Faith properly so called, then, is in a different category to belief and knowledge. It is allied to hope and trust -- and its contrary is not knowledge but fear. Fearful mistrust would have prevented Abraham from setting out, and stopped him from hoping for descendants, despite his age and difficulties. It was faith in God, not theological knowledge or belief about God that guided and sustained him.

Abraham Journeying - Gustave Dore
The author of Hebrews uses this as a model for a new generation, to help them see that with the life, death and resurrection of Jesus, a truly faith filled orientation to the future is enlarged. We can now set our hopes on a promised land far richer than a stretch of territory, and on belonging to a 'family' far greater than innumerable tribal descendants. This echoes the words of Jesus in the Gospel passage from Luke - 'Do not be afraid, little flock, for it is your Father's good pleasure to give you the kingdom'. Faith in this promise, though, implies a different attitude to the present -- one that focusses on the truly important (because 'Where your treasure is, there will you heart be also') and shows a constant readiness to respond to the call of Jesus (because 'Blessed are those slaves whom the master finds alert when he comes').

Wednesday, July 27, 2016

PENTECOST XI Proper 13 2016

Rembrandt - The Rich Man from the Parable (1627)
  • Hosea 11:1-11 and Psalm 107:1-9, 43  • 
  • Ecclesiastes 1:2, 12-14; 2:18-23 and Psalm 49:1-12  • 
  • Colossians 3:1-11  • 
  • Luke 12:13-21
    • Generally speaking, people in the modern world are haunted by two great fears -- poverty and violent attack. Fear of the first, curiously, has grown rather than diminished as the world has become wealthier. One consequence is that economic growth is always a key concern -- and promise -- in elections and political campaigns.
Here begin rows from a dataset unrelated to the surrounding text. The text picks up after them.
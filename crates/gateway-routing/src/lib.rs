//! # Gateway Routing
//!
//! Service discovery and model resolution for the ZG Inference Gateway.
//!
//! This crate provides:
//! - Service directories backed by the marketplace broker
//! - An atomically swapped, read-mostly service cache
//! - Exact-match model resolution with refresh-on-miss

#![forbid(unsafe_code)]
#![warn(missing_docs)]

pub mod cache;
pub mod directory;
pub mod resolver;

// Re-export main types
pub use cache::{CacheSnapshot, ServiceCache};
pub use directory::{BrokerDirectory, PinnedDirectory, ServiceDirectory};
pub use resolver::{ModelResolver, ResolvedService};
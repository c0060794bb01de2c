//! # Gateway Resilience
//!
//! Resilience patterns for the ZG Inference Gateway:
//! - Bounded retry policy with a fixed inter-attempt delay and per-attempt timeout
//! - Pluggable classification of upstream error text (fee shortfall, transient, fatal)

#![forbid(unsafe_code)]
#![warn(missing_docs)]

pub mod classifier;
pub mod retry;

// Re-export main types
pub use classifier::{Classification, ErrorClassifier, PatternClassifier, DEFAULT_FEE_PATTERN};
pub use retry::{RetryConfig, RetryPolicy, RetryPolicyBuilder};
The second great fear underwent an important change in the course of the 20th century -- from war, to cold war, to terrorism -- each of them serving to sustain an intense anxiety about safety and security.

  • People in the world to which Jesus preached were far more vulnerable to both poverty and violence than we are. And yet in several places, including the Gospel passage for this Sunday, Jesus, far from promising prosperity, warns against the danger of wealth, and the futility of our efforts to protect it. In his letter to the Colossians, Paul takes up the same theme - 'Set your minds on things that are above, not on things that are on earth' and goes on to articulate a set of values that are to be preferred to the pursuit of sexual satisfaction and material wealth.

  • If these truly are 'Christian values', there could hardly be a sharper contrast with the values of our consumerist world which ranks sexual activity and material possession very highly. Could these 'other worldly' values have any relevance or pulling power in such a world? The answer is that they must. At the heart of the Gospel message is the perception that wealth is only as valuable as the things it is spent on, and that power is only as valuable as the things it secures. So deciding what things are truly valuable is inescapable.

Burne-Jones Love leading the Pilgrim
It is a profound mistake to interpret (and discount) 'things that are above' as some sort of imaginary 'pie in the sky when you die'. The heavenly 'things' include love, truth, beauty, integrity, grace -- values that every human being can meaningfully aspire to, even if ever increasing levels of economic prosperity or political security are at risk. The danger Christ alerts us to is that of mistaking means for ends. Possessed as we are of greater wealth and power than human beings have ever known, that is a different but no less real danger.